Danny Meyer’s Maialino can’t reopen for lunch until he has workers, but immigration laws prevent asylum seekers from filling New York’s labor shortage.
Thousands of asylum-seekers are desperate to find work while employees struggle to find workers in New York.
Photographer: Javier Alvarez/BloombergOn a recent morning on a sleepy street in Jackson Heights, Queens, more than 20 men and women swarmed a dark blue van in hopes of getting some work for the day. Four managed to get in.

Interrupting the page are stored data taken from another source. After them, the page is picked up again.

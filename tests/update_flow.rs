use assert_cmd::{cargo, Command};
use std::fs;
use std::path::Path;
use std::process::Command as SysCommand;
use tempfile::TempDir;

/// Helper: run a git command in `dir`, with the identity pinned so commits work
/// on machines without a global git config.
fn git(dir: &Path, args: &[&str]) {
    let status = SysCommand::new("git")
        .args(args)
        .current_dir(dir)
        .env("GIT_AUTHOR_NAME", "readmebot-tests")
        .env("GIT_AUTHOR_EMAIL", "tests@example.invalid")
        .env("GIT_COMMITTER_NAME", "readmebot-tests")
        .env("GIT_COMMITTER_EMAIL", "tests@example.invalid")
        .status()
        .expect("failed to run git");
    assert!(status.success(), "git {args:?} failed");
}

/// Helper: a repository whose single commit adds a feature-X source file.
fn repo_with_one_commit() -> TempDir {
    let dir = TempDir::new().expect("tempdir");
    git(dir.path(), &["init", "-q"]);
    fs::write(dir.path().join("lib.rs"), "// added feature X\n").expect("write fixture");
    git(dir.path(), &["add", "."]);
    git(dir.path(), &["commit", "-q", "-m", "add feature X"]);
    dir
}

/// readmebot invocation with model calls disabled.
fn readmebot_in(dir: &Path) -> Command {
    let mut cmd = cargo::cargo_bin_cmd!();
    cmd.current_dir(dir).arg("--no-model");
    cmd
}

#[test]
fn backs_up_existing_readme_before_overwriting() {
    let repo = repo_with_one_commit();
    fs::write(repo.path().join("README.md"), "# Project\n").expect("seed readme");

    readmebot_in(repo.path())
        .assert()
        .success()
        .stdout(predicates::str::contains("Backup created at"))
        .stdout(predicates::str::contains("README updated successfully"));

    let backup = fs::read_to_string(repo.path().join("README.md.backup")).expect("read backup");
    assert_eq!(backup, "# Project\n");

    let updated = fs::read_to_string(repo.path().join("README.md")).expect("read readme");
    assert!(!updated.trim().is_empty());
    assert_ne!(updated, "# Project\n");
    // The commit log made it through the pipeline into the generated content.
    assert!(updated.contains("add feature X"));
}

#[test]
fn creates_readme_without_backup_when_none_exists() {
    let repo = repo_with_one_commit();

    readmebot_in(repo.path()).assert().success();

    assert!(repo.path().join("README.md").exists());
    assert!(!repo.path().join("README.md.backup").exists());

    let created = fs::read_to_string(repo.path().join("README.md")).expect("read readme");
    assert!(!created.trim().is_empty());
}

#[test]
fn proceeds_when_git_context_is_unavailable() {
    let dir = TempDir::new().expect("tempdir"); // deliberately not a repository

    readmebot_in(dir.path())
        .assert()
        .success()
        .stderr(predicates::str::contains("could not read commit diff"))
        .stderr(predicates::str::contains("proceeding with commit log only"));

    // The degraded (empty) context still produces a README.
    assert!(dir.path().join("README.md").exists());
}

#[test]
fn dry_run_leaves_all_files_untouched() {
    let repo = repo_with_one_commit();
    fs::write(repo.path().join("README.md"), "# Project\n").expect("seed readme");

    readmebot_in(repo.path())
        .arg("--dry-run")
        .assert()
        .success()
        .stdout(predicates::str::contains("Proposed README"))
        .stdout(predicates::str::contains("Dummy README"));

    assert_eq!(
        fs::read_to_string(repo.path().join("README.md")).expect("read readme"),
        "# Project\n"
    );
    assert!(!repo.path().join("README.md.backup").exists());
}

#[test]
fn custom_readme_path_is_respected() {
    let repo = repo_with_one_commit();
    fs::write(repo.path().join("docs.md"), "old docs\n").expect("seed");

    readmebot_in(repo.path())
        .args(["--readme", "docs.md"])
        .assert()
        .success();

    assert_eq!(
        fs::read_to_string(repo.path().join("docs.md.backup")).expect("read backup"),
        "old docs\n"
    );
    assert!(!repo.path().join("README.md").exists());
}
use anyhow::{anyhow, Context, Result};
use std::path::PathBuf;
use std::process::Command as GitCommand;

/// Outcome of one git context capture.
///
/// `Unavailable` carries the failure reason so callers can decide how to
/// degrade instead of silently receiving an empty string.
#[derive(Debug)]
pub enum Capture {
    Available(String),
    Unavailable(String),
}

impl Capture {
    /// Degrade to empty text, warning with the capture's name when it failed.
    pub fn text_or_empty(self, what: &str) -> String {
        match self {
            Capture::Available(text) => text,
            Capture::Unavailable(reason) => {
                log::warn!("could not read {what}: {reason}");
                String::new()
            }
        }
    }
}

/// Reads commit context by shelling out to git inside a repository root.
pub struct GitCli {
    repo_root: PathBuf,
}

impl GitCli {
    pub fn new(repo_root: impl Into<PathBuf>) -> Self {
        Self {
            repo_root: repo_root.into(),
        }
    }

    /// Metadata + diff of the most recent commit (`git show HEAD`).
    pub fn head_commit(&self) -> Capture {
        self.capture(&["show", "HEAD"])
    }

    /// One-line summaries of the last five commits (`git log -5 --oneline`).
    pub fn recent_log(&self) -> Capture {
        self.capture(&["log", "-5", "--oneline"])
    }

    fn capture(&self, args: &[&str]) -> Capture {
        match self.git_output(args) {
            Ok(text) => Capture::Available(text),
            Err(err) => Capture::Unavailable(format!("{err:#}")),
        }
    }

    /// Run a git command and capture stdout as String.
    fn git_output(&self, args: &[&str]) -> Result<String> {
        let output = GitCommand::new("git")
            .args(args)
            .current_dir(&self.repo_root)
            .output()
            .with_context(|| format!("failed to run git {:?}", args))?;

        if !output.status.success() {
            let stderr = String::from_utf8_lossy(&output.stderr);
            return Err(anyhow!(
                "git {:?} exited with status {:?}: {}",
                args,
                output.status.code(),
                stderr.trim()
            ));
        }

        Ok(String::from_utf8_lossy(&output.stdout).to_string())
    }
}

The would-be workers, most of whom were men in their 20s and 30s, are part of a growing pool of migrants that’s flooding New York City, where thousands of asylum seekers arrive each week. Desperate for work but bound by US immigration law from doing so in any legal or stable fashion, they’re often relegated to competing with other undocumented workers for the odd day job, or enterprising by selling fruit or candy on the street or subway.
To major employers like restaurateur Danny Meyer, it’s a stunning inefficiency. More than half a year after his trattoria Maialino returned from its pandemic closure, Meyer still can’t find authorized workers that will allow him to reopen for weekday lunch. His struggle to staff his New York City eateries comes as the city and its surrounding areas have seen some 90,000 people leave the labor force since the pandemic. The manufacturing and leisure and hospitality sectors have been especially hard-hit.
“From an economic standpoint, it just hit me like such an obvious thing,” said Meyer, executive chairman of Union Square Hospitality Group and founder of Shake Shack Inc., who joined a call from Mayor Eric Adams and New York Governor Kathy Hochul earlier this year urging the federal government to expedite work permits for migrants seeking asylum. “It’s not just restaurants. It goes all the way up the supply chain, to farmers and fishers, who also need talent right now.”